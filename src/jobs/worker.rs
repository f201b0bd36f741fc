// Copyright (c) 2025 Steve Wagner (ciroque@live.com)
// SPDX-License-Identifier: MIT

//! Consumes job descriptors, runs their pipelines and publishes results.
//!
//! Any failure while handling one message is logged and the message is
//! acknowledged; the loop carries on with the next one. Only a failure of
//! the loop itself (connecting or subscribing) ends [`Worker::run`], and the
//! transport connection is released either way.

use std::sync::atomic::{AtomicU64, Ordering};
use std::sync::Arc;
use std::time::Instant;
use tokio_util::sync::CancellationToken;
use tracing::Instrument;

use super::{status_channel, JobDescriptor};
use crate::config::consts::{JOB_CFG_PATTERN, JOB_ID_KEY};
use crate::config::{PipelineLoader, ProcessorRegistry, WorkerOptions};
use crate::data::Payload;
use crate::engine::Pipeline;
use crate::errors::JobError;
use crate::observability::messages::jobs::{JobCompleted, JobFailed, WorkerStarted, WorkerStopped};
use crate::observability::messages::StructuredLog;
use crate::traits::{Executor, Transport};
use crate::transport::{Message, Metadata};

pub struct Worker {
    id: String,
    transport: Arc<dyn Transport>,
    registry: Arc<ProcessorRegistry>,
    loader: Arc<dyn PipelineLoader>,
    executor: Arc<dyn Executor>,
    options: WorkerOptions,
    stop: CancellationToken,
    completed: AtomicU64,
    failed: AtomicU64,
}

impl Worker {
    pub fn new(
        id: impl Into<String>,
        transport: Arc<dyn Transport>,
        registry: Arc<ProcessorRegistry>,
        loader: Arc<dyn PipelineLoader>,
        executor: Arc<dyn Executor>,
        options: WorkerOptions,
    ) -> Self {
        Self {
            id: id.into(),
            transport,
            registry,
            loader,
            executor,
            options,
            stop: CancellationToken::new(),
            completed: AtomicU64::new(0),
            failed: AtomicU64::new(0),
        }
    }

    pub fn id(&self) -> &str {
        &self.id
    }

    pub fn jobs_completed(&self) -> u64 {
        self.completed.load(Ordering::SeqCst)
    }

    pub fn jobs_failed(&self) -> u64 {
        self.failed.load(Ordering::SeqCst)
    }

    pub fn stop(&self) {
        self.stop.cancel();
    }

    pub fn stop_handle(&self) -> CancellationToken {
        self.stop.clone()
    }

    pub async fn run(&self) -> Result<(), JobError> {
        self.transport.connect().await?;

        let started = WorkerStarted {
            worker_id: &self.id,
            executor: self.executor.name(),
        };
        started.log();

        let result = self.poll_loop().instrument(started.span("run")).await;

        self.transport.close().await;
        WorkerStopped {
            worker_id: &self.id,
            jobs_completed: self.jobs_completed(),
            jobs_failed: self.jobs_failed(),
        }
        .log();
        result
    }

    async fn poll_loop(&self) -> Result<(), JobError> {
        while !self.stop.is_cancelled() {
            let mut subscription = self.transport.subscribe(JOB_CFG_PATTERN).await?;
            let mut handled = 0usize;
            while let Some(message) = subscription.next_message().await {
                self.handle_message(message).await;
                handled += 1;
                if self.stop.is_cancelled() {
                    break;
                }
            }
            subscription.close().await;

            if handled == 0 {
                tokio::select! {
                    _ = self.stop.cancelled() => {}
                    _ = tokio::time::sleep(self.options.poll_interval()) => {}
                }
            }
        }
        Ok(())
    }

    async fn handle_message(&self, mut message: Message) {
        let started = Instant::now();
        let job_id = message
            .metadata_str(JOB_ID_KEY)
            .unwrap_or("<unknown>")
            .to_string();
        let metadata = message.metadata.clone();
        let payload = message.payload();

        match self.process(metadata, payload).await {
            Ok(()) => {
                self.completed.fetch_add(1, Ordering::SeqCst);
                JobCompleted {
                    worker_id: &self.id,
                    job_id: &job_id,
                    duration: started.elapsed(),
                }
                .log();
            }
            Err(err) => {
                self.failed.fetch_add(1, Ordering::SeqCst);
                JobFailed {
                    worker_id: &self.id,
                    job_id: &job_id,
                    error: &err,
                }
                .log();
            }
        }
        message.ack();
    }

    async fn process(&self, metadata: Metadata, payload: Payload) -> Result<(), JobError> {
        let descriptor = JobDescriptor::from_metadata(&metadata)?;
        let mut pipeline =
            Pipeline::from_spec(&descriptor.pipeline, &self.registry, self.loader.as_ref())?;

        let handle = self
            .executor
            .submit(Box::new(move || pipeline.process(payload)));
        let mut result = handle.wait().await??;

        result.context.set(JOB_ID_KEY, descriptor.job_id.as_str());
        let mut status_metadata = Metadata::new();
        status_metadata.insert(JOB_ID_KEY.to_string(), descriptor.job_id.clone().into());

        self.transport
            .publish(
                &status_channel(&descriptor.job_id),
                result.data,
                result.context,
                status_metadata,
                false,
            )
            .await?;
        Ok(())
    }
}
-------
= HOW TO COMPLETE THIS TASK =
Repeat all of the data shown above, exactly as it appears.

= WRITTEN ANSWER =
filename src/jobs/worker.rs
repository f201b0bd36f741fc
// Copyright (c) 2025 Steve Wagner (ciroque@live.com)
// SPDX-License-Identifier: MIT

//! Consumes job descriptors, runs their pipelines and publishes results.
//!
//! Any failure while handling one message is logged and the message is
//! acknowledged; the loop carries on with the next one. Only a failure of
//! the loop itself (connecting or subscribing) ends [`Worker::run`], and the
//! transport connection is released either way.

use std::sync::atomic::{AtomicU64, Ordering};
use std::sync::Arc;
use std::time::Instant;
use tokio_util::sync::CancellationToken;
use tracing::Instrument;

use super::{status_channel, JobDescriptor};
use crate::config::consts::{JOB_CFG_PATTERN, JOB_ID_KEY};
use crate::config::{PipelineLoader, ProcessorRegistry, WorkerOptions};
use crate::data::Payload;
use crate::engine::Pipeline;
use crate::errors::JobError;
use crate::observability::messages::jobs::{JobCompleted, JobFailed, WorkerStarted, WorkerStopped};
use crate::observability::messages::StructuredLog;
use crate::traits::{Executor, Transport};
use crate::transport::{Message, Metadata};

pub struct Worker {
    id: String,
    transport: Arc<dyn Transport>,
    registry: Arc<ProcessorRegistry>,
    loader: Arc<dyn PipelineLoader>,
    executor: Arc<dyn Executor>,
    options: WorkerOptions,
    stop: CancellationToken,
    completed: AtomicU64,
    failed: AtomicU64,
}

impl Worker {
    pub fn new(
        id: impl Into<String>,
        transport: Arc<dyn Transport>,
        registry: Arc<ProcessorRegistry>,
        loader: Arc<dyn PipelineLoader>,
        executor: Arc<dyn Executor>,
        options: WorkerOptions,
    ) -> Self {
        Self {
            id: id.into(),
            transport,
            registry,
            loader,
            executor,
            options,
            stop: CancellationToken::new(),
            completed: AtomicU64::new(0),
            failed: AtomicU64::new(0),
        }
    }

    pub fn id(&self) -> &str {
        &self.id
    }

    pub fn jobs_completed(&self) -> u64 {
        self.completed.load(Ordering::SeqCst)
    }

    pub fn jobs_failed(&self) -> u64 {
        self.failed.load(Ordering::SeqCst)
    }

    pub fn stop(&self) {
        self.stop.cancel();
    }

    pub fn stop_handle(&self) -> CancellationToken {
        self.stop.clone()
    }

    pub async fn run(&self) -> Result<(), JobError> {
        self.transport.connect().await?;

        let started = WorkerStarted {
            worker_id: &self.id,
            executor: self.executor.name(),
        };
        started.log();

        let result = self.poll_loop().instrument(started.span("run")).await;

        self.transport.close().await;
        WorkerStopped {
            worker_id: &self.id,
            jobs_completed: self.jobs_completed(),
            jobs_failed: self.jobs_failed(),
        }
        .log();
        result
    }

    async fn poll_loop(&self) -> Result<(), JobError> {
        while !self.stop.is_cancelled() {
            let mut subscription = self.transport.subscribe(JOB_CFG_PATTERN).await?;
            let mut handled = 0usize;
            while let Some(message) = subscription.next_message().await {
                self.handle_message(message).await;
                handled += 1;
                if self.stop.is_cancelled() {
                    break;
                }
            }
            subscription.close().await;

            if handled == 0 {
                tokio::select! {
                    _ = self.stop.cancelled() => {}
                    _ = tokio::time::sleep(self.options.poll_interval()) => {}
                }
            }
        }
        Ok(())
    }

    async fn handle_message(&self, mut message: Message) {
        let started = Instant::now();
        let job_id = message
            .metadata_str(JOB_ID_KEY)
            .unwrap_or("<unknown>")
            .to_string();
        let metadata = message.metadata.clone();
        let payload = message.payload();

        match self.process(metadata, payload).await {
            Ok(()) => {
                self.completed.fetch_add(1, Ordering::SeqCst);
                JobCompleted {
                    worker_id: &self.id,
                    job_id: &job_id,
                    duration: started.elapsed(),
                }
                .log();
            }
            Err(err) => {
                self.failed.fetch_add(1, Ordering::SeqCst);
                JobFailed {
                    worker_id: &self.id,
                    job_id: &job_id,
                    error: &err,
                }
                .log();
            }
        }
        message.ack();
    }

    async fn process(&self, metadata: Metadata, payload: Payload) -> Result<(), JobError> {
        let descriptor = JobDescriptor::from_metadata(&metadata)?;
        let mut pipeline =
            Pipeline::from_spec(&descriptor.pipeline, &self.registry, self.loader.as_ref())?;

        let handle = self
            .executor
            .submit(Box::new(move || pipeline.process(payload)));
        let mut result = handle.wait().await??;

        result.context.set(JOB_ID_KEY, descriptor.job_id.as_str());
        let mut status_metadata = Metadata::new();
        status_metadata.insert(JOB_ID_KEY.to_string(), descriptor.job_id.clone().into());

        self.transport
            .publish(
                &status_channel(&descriptor.job_id),
                result.data,
                result.context,
                status_metadata,
                false,
            )
            .await?;
        Ok(())
    }
}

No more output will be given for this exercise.